At Italy On This Day you will read about events and festivals, about important moments in history, and about the people who have made Italy the country it is today, and where they came from. Italy is a country rich in art and music, fashion and design, food and wine, sporting achievement and political diversity. Italy On This Day provides fascinating insights to help you enjoy it all the more.

Friday, 3 November 2017

Annibale Carracci – painter

Bolognese master produced his most influential work in Rome


A self-portrait of Annibale Carracci
A self-portrait of Annibale Carracci
The Baroque painter Annibale Carracci was born on this day in 1560 in Bologna.

Annibale and his followers were to become highly influential in the development of Roman painting, bringing back the classical tradition of the High Renaissance.

He was probably apprenticed as a painter with members of his own family in Bologna. But his talents began to develop during a tour of northern Italy in the 1580s. He lodged in Venice with the painter Jacopo Bassano, whose style of painting influenced him for a time.

Annibale has been credited with rediscovering the early 16th century painter Correggio, who had almost been forgotten outside Parma. Annibale’s Baptism of Christ, painted in 1585 for the Church of San Gregorio in Bologna, is a brilliant tribute to him.

In 1582 Annibale opened a studio in Bologna with his brother, Agostino Carraci, and his older cousin, Ludovico Carracci. While working there, Annibale painted The Enthroned Madonna with St Matthew in 1588 for the Church of San Prospero in Reggio.

By the time Annibale collaborated with the other two Carracci on frescoes in the Palazzo Magnani (now the Palazzo Salem) and two other noble houses in Bologna, he had become the leading master among them.

Carracci's Madonna Enthroned with St Matthew hangs in a gallery in Dresden
Carracci's Madonna Enthroned with St
Matthew
hangs in a gallery in Dresden
In 1595 Annibale went to Rome to work for the rich, young cardinal Odoardo Farnese, who wanted the principal floor of his palace decorated with frescoes.

In Rome, Annibale studied Michelangelo, Raphael and ancient Greek and Roman art in order to adapt his style to his new surroundings.

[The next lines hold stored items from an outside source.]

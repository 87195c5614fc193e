//! Session token storage
//!
//! The bearer token handed out by the backend is kept in the key-value store
//! together with the username. Obtaining the token is up to the caller.

use base64::{engine::general_purpose::URL_SAFE_NO_PAD, Engine as _};
use serde::Deserialize;
use tracing::{debug, info};

use crate::error::{FinplanError, FinplanResult};
use crate::storage::KeyValueStore;

pub const TOKEN_KEY: &str = "auth_token";
pub const USERNAME_KEY: &str = "auth_username";

/// Name shown when the session doesn't tell us who is logged in
pub const FALLBACK_USER: &str = "User";

#[derive(Deserialize)]
struct TokenClaims {
    username: Option<String>,
}

/// Read the `username` claim from a JWT-style token without verifying it
pub fn decode_username(token: &str) -> Option<String> {
    let payload = token.split('.').nth(1)?;
    // accept padded and standard-alphabet payloads too
    let payload: String = payload
        .trim_end_matches('=')
        .chars()
        .map(|c| match c {
            '+' => '-',
            '/' => '_',
            c => c,
        })
        .collect();

    let bytes = URL_SAFE_NO_PAD.decode(payload).ok()?;
    let claims: TokenClaims = serde_json::from_slice(&bytes).ok()?;
    claims.username.filter(|name| !name.is_empty())
}

/// Stored session
pub struct SessionStore<'a, S: KeyValueStore> {
    store: &'a S,
}

impl<'a, S: KeyValueStore> SessionStore<'a, S> {
    pub fn new(store: &'a S) -> Self {
        Self { store }
    }

    /// Remember a token and, when known, the username it belongs to
    pub fn login(&self, token: &str, username: Option<&str>) -> FinplanResult<()> {
        let token = token.trim();
        if token.is_empty() {
            return Err(FinplanError::Session("Token cannot be empty".into()));
        }

        self.store.set(TOKEN_KEY, token)?;
        match username.map(str::trim).filter(|u| !u.is_empty()) {
            Some(username) => self.store.set(USERNAME_KEY, username)?,
            None => self.store.remove(USERNAME_KEY)?,
        }

        info!("session stored");
        Ok(())
    }

    pub fn logout(&self) -> FinplanResult<()> {
        self.store.remove(TOKEN_KEY)?;
        self.store.remove(USERNAME_KEY)?;
        info!("session cleared");
        Ok(())
    }

    pub fn token(&self) -> FinplanResult<Option<String>> {
        self.store.get(TOKEN_KEY)
    }

    pub fn is_logged_in(&self) -> FinplanResult<bool> {
        Ok(self.token()?.is_some())
    }

    /// The logged-in user's name, `None` when logged out
    ///
    /// Prefers the stored username, then the token's `username` claim (which
    /// is then stored), then [`FALLBACK_USER`].
    pub fn current_user(&self) -> FinplanResult<Option<String>> {
        let Some(token) = self.token()? else {
            return Ok(None);
        };

        if let Some(username) = self.store.get(USERNAME_KEY)? {
            return Ok(Some(username));
        }

        match decode_username(&token) {
            Some(username) => {
                debug!(%username, "username read from token");
                self.store.set(USERNAME_KEY, &username)?;
                Ok(Some(username))
            }
            None => Ok(Some(FALLBACK_USER.to_string())),
        }
    }

    /// `Authorization` header value for requests, when logged in
    pub fn authorization_header(&self) -> FinplanResult<Option<String>> {
        Ok(self.token()?.map(|token| format!("Bearer {}", token)))
    }
}

/// Login form input
#[derive(Debug, Clone, Default)]
pub struct Credentials {
    pub username: String,
    pub password: String,
}

impl Credentials {
    pub fn new(username: impl Into<String>, password: impl Into<String>) -> Self {
        Self {
            username: username.into(),
            password: password.into(),
        }
    }

    /// Both fields are required
    pub fn validate(&self) -> FinplanResult<()> {
        if self.username.trim().is_empty() || self.password.is_empty() {
            return Err(FinplanError::Validation(
                "Please enter both username and password".into(),
            ));
        }
        Ok(())
    }

    /// Registration also requires the password to be typed twice
    pub fn validate_registration(&self, confirm_password: &str) -> FinplanResult<()> {
        self.validate()?;
        if self.password != confirm_password {
            return Err(FinplanError::Validation("Passwords do not match".into()));
        }
        Ok(())
    }
}

#[cfg(test)]
mod tests {
    use super::*;
    use crate::storage::MemoryStore;
    use base64::engine::general_purpose::STANDARD;

    fn token_with(payload: &str) -> String {
        format!("eyJhbGciOiJIUzI1NiJ9.{}.signature", URL_SAFE_NO_PAD.encode(payload))
    }

    #[test]
    fn test_decode_username() {
        let token = token_with(r#"{"username":"somchai","userId":3}"#);
        assert_eq!(decode_username(&token).as_deref(), Some("somchai"));

        let padded = format!("a.{}.b", STANDARD.encode(r#"{"username":"ann"}"#));
        assert_eq!(decode_username(&padded).as_deref(), Some("ann"));

        assert_eq!(decode_username("not-a-token"), None);
        assert_eq!(decode_username(&token_with(r#"{"sub":"1"}"#)), None);
        assert_eq!(decode_username("a.!!!.b"), None);
    }

    #[test]
    fn test_login_logout() {
        let store = MemoryStore::new();
        let session = SessionStore::new(&store);
        assert!(!session.is_logged_in().unwrap());
        assert_eq!(session.current_user().unwrap(), None);

        session.login("abc.def.ghi", Some("somchai")).unwrap();
        assert!(session.is_logged_in().unwrap());
        assert_eq!(session.current_user().unwrap().as_deref(), Some("somchai"));
        assert_eq!(
            session.authorization_header().unwrap().as_deref(),
            Some("Bearer abc.def.ghi")
        );

        session.logout().unwrap();
        assert!(!session.is_logged_in().unwrap());
        assert_eq!(store.get(USERNAME_KEY).unwrap(), None);
        assert_eq!(session.authorization_header().unwrap(), None);
    }

    #[test]
    fn test_username_from_token_is_cached() {
        let store = MemoryStore::new();
        let session = SessionStore::new(&store);

        session
            .login(&token_with(r#"{"username":"ann"}"#), None)
            .unwrap();
        assert_eq!(session.current_user().unwrap().as_deref(), Some("ann"));
        assert_eq!(store.get(USERNAME_KEY).unwrap().as_deref(), Some("ann"));
    }

    #[test]
    fn test_undecodable_token_falls_back() {
        let store = MemoryStore::new();
        let session = SessionStore::new(&store);

        session.login("opaque", None).unwrap();
        assert_eq!(
            session.current_user().unwrap().as_deref(),
            Some(FALLBACK_USER)
        );
        assert_eq!(store.get(USERNAME_KEY).unwrap(), None);
    }

    #[test]
    fn test_empty_token_rejected() {
        let store = MemoryStore::new();
        let session = SessionStore::new(&store);
        assert!(matches!(
            session.login("  ", None),
            Err(FinplanError::Session(_))
        ));
    }

    #[test]
    fn test_credentials_validation() {
        assert!(Credentials::new("ann", "secret").validate().is_ok());
        assert!(Credentials::new("", "secret").validate().is_err());
        assert!(Credentials::new("ann", "").validate().is_err());

        let creds = Credentials::new("ann", "secret");
        assert!(creds.validate_registration("secret").is_ok());
        let err = creds.validate_registration("Secret").unwrap_err();
        assert_eq!(err.to_string(), "Validation error: Passwords do not match");
    }
}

After decorating the study in Palazzo Farnese, he was joined by his older brother, Agostino, in the chief enterprise of his career, painting the frescoes of the coved ceiling of the Galleria with love fables from Ovid.

These decorations were considered to be a triumph of classicism tempered with humanity. The powerfully modelled figures in these frescoes have been seen as an imaginative response to Michelangelo’s frescoes on the ceiling of the Sistine Chapel.

The Galleria Farnese became an invaluable place for young painters to study until well into the 18th century and proved a rich feeding ground for Gian Lorenzo Bernini among others.

Annibale was underpaid for his long and intense labours in the Palazzo Farnese and he gave up working on it altogether in 1605.

Annibale's Baptism of Christ
Annibale's Baptism of Christ
He subsequently produced some of his finest religious paintings, including landscapes for the Palazzo Aldobrandini in Frascati that were to influence the work of Domenichino and Nicolas Poussin in Rome.

Annibale died at the age of 48 in 1609 in Rome after a few years of illness. He was buried according to his wish near Raphael in the Pantheon. Many of his assistants and pupils, such as Domenichino and Guido Reni, were later to become the pre-eminent artists for the next few decades.


Part of the ceiling at the Palazzo Fernese in Rome
Part of the ceiling at the Palazzo Fernese in Rome
Travel tip:

Palazzo Farnese, where Annibale Carracci did some of his best work in the Galleria, is one of the most important High Renaissance palaces in Rome. Owned by the Italian republic, the palazzo in Piazza Farnese was given to the French Government in 1936 for a period of 99 years and currently serves as the French embassy in Italy. One of the scenes in Puccini’s opera Tosca is set in Palazzo Farnese.

Carracci is buried alongside Raphael at The Pantheon in Piazza della Rotonda in the heart of Rome
Carracci is buried alongside Raphael at The Pantheon in
Piazza della Rotonda in the heart of Rome
Travel tip:

The Pantheon in Piazza della Rotonda, is one of the best preserved ancient buildings in Rome. It was built as a temple but was converted into a Christian church in the seventh century. The Pantheon now contains the tombs of painters and kings. Along with Annibale Carracci, King Umberto I of Italy, King Victor Emmanuel II of Italy and Raphael are buried there.